On rereading all of these comments and the current baseline code, I have
to clarify one thing:
There is a minor change in behavior caused by switching from a
`ThreadsListHandle::includes()` check to a `JavaThread::is_exiting()`
check. The `JavaThread::is_exiting()` will return true before the target
JavaThread is removed from the system's current ThreadsList. So the
`JavaThread::is_exiting()` check will return true faster and the
`ThreadsListHandle::includes()` check.
However, that change in behavior does not result in a change in
behavior for a suspend thread request. Here's the relevant code:
src/hotspot/share/runtime/thread.cpp:
void JavaThread::exit(bool destroy_vm, ExitType exit_type) {
<snip>
// The careful dance between thread suspension and exit is handled here.
// Since we are in thread_in_vm state and suspension is done with handshakes,
// we can just put in the exiting state and it will be correctly handled.

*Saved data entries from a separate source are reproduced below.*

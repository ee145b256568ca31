//! Dioxus glue for the translation resource manager.
//!
//! The root component calls [`use_i18n_provider`] once. Views then ask for
//! a namespace with [`use_translation`]; the hook loads it (active plus
//! fallback language) and re-renders the view when the load settles or the
//! language changes.

use dioxus::prelude::*;

use super::config::I18nConfig;
use super::scheduler::NamespacePlan;
use super::{I18n, Translator};

/// Shared through context: the manager plus a reactive copy of the active
/// language code that components subscribe to.
#[derive(Clone)]
pub struct I18nContext {
    pub i18n: I18n,
    pub language: Signal<String>,
}

impl I18nContext {
    /// Start a language switch in the background. The signal only flips
    /// once the critical namespaces of the new language are in the cache.
    pub fn change_language(&self, code: &str) {
        let i18n = self.i18n.clone();
        let mut language = self.language;
        let switch = i18n.change_language(code);
        spawn(async move {
            switch.await;
            language.set(i18n.language());
        });
    }

    pub fn available_languages(&self) -> Vec<String> {
        self.i18n.available_languages()
    }
}

/// Create the manager with the HTTP transport and provide it to the tree.
pub fn use_i18n_provider(config: impl FnOnce() -> I18nConfig) -> I18nContext {
    let i18n = use_hook(|| {
        let i18n = I18n::with_http(config());
        i18n.detect_language();
        i18n
    });
    let language = use_signal(|| i18n.language());
    use_context_provider(|| I18nContext { i18n, language })
}

pub fn use_i18n() -> I18nContext {
    use_context::<I18nContext>()
}

/// Translator for `namespace`, loading it on first use.
pub fn use_translation(namespace: &str) -> Translator {
    let ctx = use_i18n();
    let namespace = namespace.to_string();

    let loaded = use_resource({
        let ctx = ctx.clone();
        let namespace = namespace.clone();
        move || {
            let language = ctx.language.read().clone();
            ctx.i18n.load_namespace_for(&language, &namespace)
        }
    });
    // Subscribe so the view re-renders with the loaded strings.
    let _ = loaded.read();

    ctx.i18n.translator(&namespace)
}

/// Schedule the namespaces `route` needs. Re-runs when the route or the
/// language changes. Yields the plan once the critical tier is loaded.
pub fn use_route_preload(route: &str) -> Option<NamespacePlan> {
    let ctx = use_i18n();
    let route = route.to_string();

    let plan = use_resource(use_reactive((&route,), move |(route,)| {
        let scheduler = ctx.i18n.scheduler();
        let _language = ctx.language.read().clone();
        async move { scheduler.prepare_route(&route).await }
    }));

    let current = plan.read().as_ref().cloned();
    current
}
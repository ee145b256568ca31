//! In-memory LRU cache of loaded dictionaries.
//!
//! Entries are keyed by `(language, namespace)` and ordered by a
//! monotonically increasing access counter. Capacity bounds the number of
//! entries, not their byte size. There is no TTL: entries live until they
//! are evicted or the cache is cleared.

use std::cell::RefCell;
use std::collections::HashMap;
use std::fmt;
use std::rc::Rc;

use super::dictionary::Dictionary;

/// Cache handle shared between the loader, the translator and the facade.
pub type SharedCache = Rc<RefCell<ResourceCache>>;

#[derive(Debug, Clone, PartialEq, Eq, Hash, PartialOrd, Ord)]
pub struct CacheKey {
    pub language: String,
    pub namespace: String,
}

impl CacheKey {
    pub fn new(language: &str, namespace: &str) -> Self {
        Self {
            language: language.to_string(),
            namespace: namespace.to_string(),
        }
    }
}

impl fmt::Display for CacheKey {
    fn fmt(&self, f: &mut fmt::Formatter<'_>) -> fmt::Result {
        write!(f, "{}/{}", self.language, self.namespace)
    }
}

#[derive(Debug)]
struct CacheEntry {
    dictionary: Rc<Dictionary>,
    last_access: u64,
}

#[derive(Debug)]
pub struct ResourceCache {
    entries: HashMap<CacheKey, CacheEntry>,
    capacity: usize,
    clock: u64,
}

impl ResourceCache {
    pub const DEFAULT_CAPACITY: usize = 50;

    /// A capacity of zero is clamped to one.
    pub fn new(capacity: usize) -> Self {
        Self {
            entries: HashMap::new(),
            capacity: capacity.max(1),
            clock: 0,
        }
    }

    pub fn shared(capacity: usize) -> SharedCache {
        Rc::new(RefCell::new(Self::new(capacity)))
    }

    pub fn get(&mut self, language: &str, namespace: &str) -> Option<Rc<Dictionary>> {
        let key = CacheKey::new(language, namespace);
        let stamp = self.tick();
        let entry = self.entries.get_mut(&key)?;
        entry.last_access = stamp;
        Some(Rc::clone(&entry.dictionary))
    }

    /// Store a copy of `dictionary`. Evicts the least recently used entry
    /// first when the cache is full and the key is new.
    pub fn set(&mut self, language: &str, namespace: &str, dictionary: &Dictionary) -> Rc<Dictionary> {
        let key = CacheKey::new(language, namespace);
        if !self.entries.contains_key(&key) && self.entries.len() >= self.capacity {
            self.evict_lru();
        }
        let stored = Rc::new(dictionary.clone());
        let last_access = self.tick();
        self.entries.insert(
            key,
            CacheEntry {
                dictionary: Rc::clone(&stored),
                last_access,
            },
        );
        stored
    }

    /// Membership test; does not count as an access.
    pub fn has(&self, language: &str, namespace: &str) -> bool {
        self.entries.contains_key(&CacheKey::new(language, namespace))
    }

    pub fn clear(&mut self) {
        self.entries.clear();
        self.clock = 0;
    }

    pub fn len(&self) -> usize {
        self.entries.len()
    }

    pub fn is_empty(&self) -> bool {
        self.entries.is_empty()
    }

    pub fn capacity(&self) -> usize {
        self.capacity
    }

    /// Cached keys, least recently used first.
    pub fn keys(&self) -> Vec<CacheKey> {
        let mut keyed: Vec<_> = self
            .entries
            .iter()
            .map(|(key, entry)| (entry.last_access, key.clone()))
            .collect();
        keyed.sort();
        keyed.into_iter().map(|(_, key)| key).collect()
    }

    fn tick(&mut self) -> u64 {
        self.clock += 1;
        self.clock
    }

    fn evict_lru(&mut self) {
        let victim = self
            .entries
            .iter()
            .min_by_key(|(_, entry)| entry.last_access)
            .map(|(key, _)| key.clone());
        if let Some(key) = victim {
            self.entries.remove(&key);
            tracing::debug!(key = %key, capacity = self.capacity, "evicted least recently used dictionary");
        }
    }
}

impl Default for ResourceCache {
    fn default() -> Self {
        Self::new(Self::DEFAULT_CAPACITY)
    }
}

#[cfg(test)]
mod tests {
    use super::*;

    fn dict(value: &str) -> Dictionary {
        let mut d = Dictionary::new();
        d.insert("title", value);
        d
    }

    #[test]
    fn get_returns_stored_dictionary() {
        let mut cache = ResourceCache::new(4);
        cache.set("it", "common", &dict("Ciao"));
        let hit = cache.get("it", "common").expect("cached");
        assert_eq!(hit.lookup("title"), Some("Ciao"));
        assert!(cache.get("en", "common").is_none());
    }

    #[test]
    fn evicts_least_recently_used() {
        let mut cache = ResourceCache::new(2);
        cache.set("it", "common", &dict("a"));
        cache.set("it", "auth", &dict("b"));
        // Touch `common` so `auth` becomes the oldest.
        cache.get("it", "common");
        cache.set("it", "dashboard", &dict("c"));

        assert_eq!(cache.len(), 2);
        assert!(cache.has("it", "common"));
        assert!(!cache.has("it", "auth"));
        assert!(cache.has("it", "dashboard"));
    }

    #[test]
    fn size_never_exceeds_capacity() {
        let mut cache = ResourceCache::new(3);
        for i in 0..20 {
            cache.set("it", &format!("ns{i}"), &dict("x"));
            assert!(cache.len() <= 3);
        }
        let remaining: Vec<String> = cache.keys().into_iter().map(|k| k.namespace).collect();
        assert_eq!(remaining, vec!["ns17", "ns18", "ns19"]);
    }

    #[test]
    fn overwriting_existing_key_does_not_evict() {
        let mut cache = ResourceCache::new(2);
        cache.set("it", "common", &dict("a"));
        cache.set("it", "auth", &dict("b"));
        cache.set("it", "common", &dict("c"));
        assert_eq!(cache.len(), 2);
        assert_eq!(cache.get("it", "common").unwrap().lookup("title"), Some("c"));
        assert!(cache.has("it", "auth"));
    }

    #[test]
    fn has_does_not_refresh_recency() {
        let mut cache = ResourceCache::new(2);
        cache.set("it", "common", &dict("a"));
        cache.set("it", "auth", &dict("b"));
        assert!(cache.has("it", "common"));
        cache.set("it", "items", &dict("c"));
        assert!(!cache.has("it", "common"));
    }

    #[test]
    fn stored_copy_is_isolated_from_caller() {
        let mut cache = ResourceCache::new(2);
        let mut original = dict("before");
        cache.set("it", "common", &original);
        original.insert("title", "after");
        assert_eq!(cache.get("it", "common").unwrap().lookup("title"), Some("before"));
    }

    #[test]
    fn clear_drops_everything() {
        let mut cache = ResourceCache::new(2);
        cache.set("it", "common", &dict("a"));
        cache.clear();
        assert!(cache.is_empty());
        assert!(cache.get("it", "common").is_none());
    }

    #[test]
    fn zero_capacity_is_clamped() {
        let mut cache = ResourceCache::new(0);
        assert_eq!(cache.capacity(), 1);
        cache.set("it", "a", &dict("a"));
        cache.set("it", "b", &dict("b"));
        assert_eq!(cache.len(), 1);
        assert!(cache.has("it", "b"));
    }
}
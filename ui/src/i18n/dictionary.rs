//! Nested string dictionaries for one (language, namespace) pair.

use std::collections::{BTreeMap, BTreeSet};

use serde::{Deserialize, Serialize};
use serde_json::{Map, Value};

use super::error::LoadError;

/// A tree of translated strings addressed by dot-separated paths
/// (`stats.totalClients`). Only string leaves resolve; other JSON values
/// are carried but ignored by lookup and flattening.
#[derive(Debug, Clone, Default, PartialEq, Serialize, Deserialize)]
#[serde(transparent)]
pub struct Dictionary(Map<String, Value>);

impl Dictionary {
    pub fn new() -> Self {
        Self::default()
    }

    /// Parse a JSON payload; the root must be an object.
    pub fn from_json_str(raw: &str) -> Result<Self, LoadError> {
        match serde_json::from_str::<Value>(raw) {
            Ok(value) => Self::from_value(value),
            Err(err) => Err(LoadError::Malformed(err.to_string())),
        }
    }

    pub fn from_value(value: Value) -> Result<Self, LoadError> {
        match value {
            Value::Object(map) => Ok(Self(map)),
            other => Err(LoadError::Malformed(format!(
                "expected a JSON object at the root, found {}",
                json_kind(&other)
            ))),
        }
    }

    pub fn is_empty(&self) -> bool {
        self.0.is_empty()
    }

    /// Number of top-level entries.
    pub fn len(&self) -> usize {
        self.0.len()
    }

    /// Resolve a dot-separated path to a string leaf.
    pub fn lookup(&self, path: &str) -> Option<&str> {
        let mut segments = path.split('.');
        let first = segments.next()?;
        let mut current = self.0.get(first)?;
        for segment in segments {
            current = current.as_object()?.get(segment)?;
        }
        current.as_str()
    }

    /// Insert (or replace) a string leaf, creating intermediate objects.
    /// An intermediate string leaf in the way is replaced by an object.
    pub fn insert(&mut self, path: &str, value: impl Into<String>) {
        let mut segments: Vec<&str> = path.split('.').collect();
        let Some(last) = segments.pop() else {
            return;
        };
        let mut current = &mut self.0;
        for segment in segments {
            let slot = current
                .entry(segment.to_string())
                .or_insert_with(|| Value::Object(Map::new()));
            if !slot.is_object() {
                *slot = Value::Object(Map::new());
            }
            current = match slot {
                Value::Object(map) => map,
                _ => unreachable!("slot was just made an object"),
            };
        }
        current.insert(last.to_string(), Value::String(value.into()));
    }

    /// Every string leaf keyed by its full dot-separated path.
    pub fn flatten(&self) -> BTreeMap<String, String> {
        let mut out = BTreeMap::new();
        flatten_into(&self.0, "", &mut out);
        out
    }

    pub fn leaf_keys(&self) -> BTreeSet<String> {
        self.flatten().into_keys().collect()
    }
}

impl From<Map<String, Value>> for Dictionary {
    fn from(map: Map<String, Value>) -> Self {
        Self(map)
    }
}

fn flatten_into(map: &Map<String, Value>, prefix: &str, out: &mut BTreeMap<String, String>) {
    for (key, value) in map {
        let path = if prefix.is_empty() {
            key.clone()
        } else {
            format!("{prefix}.{key}")
        };
        match value {
            Value::String(s) => {
                out.insert(path, s.clone());
            }
            Value::Object(child) => flatten_into(child, &path, out),
            _ => {}
        }
    }
}

fn json_kind(value: &Value) -> &'static str {
    match value {
        Value::Null => "null",
        Value::Bool(_) => "a boolean",
        Value::Number(_) => "a number",
        Value::String(_) => "a string",
        Value::Array(_) => "an array",
        Value::Object(_) => "an object",
    }
}
//! Shared UI crate for Fatturino: the translation resource manager and the
//! components built on it.

pub mod core;
pub mod i18n;

pub mod components {
    // Language picker bound to the i18n context (components/language_switcher.rs)
    pub mod language_switcher;
    pub use language_switcher::LanguageSwitcher;
}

set_terminated(_thread_exiting);
<snip>
// Remove from list of active threads list, and notify VM thread if we are the last non-daemon thread
Threads::remove(this, daemon);
<snip>
}
When we changed the suspend thread mechanism to use handshakes, we
made it so that once the JavaThread called `set_terminated(_thread_exiting)`
it no longer had to honor a suspend thread request.
Summary: Yes, the `is_exiting()` call will result in detecting the exiting
JavaThread sooner than the `ThreadsListHandle::includes()` check.
However, it will not result in a change in suspend thread behavior.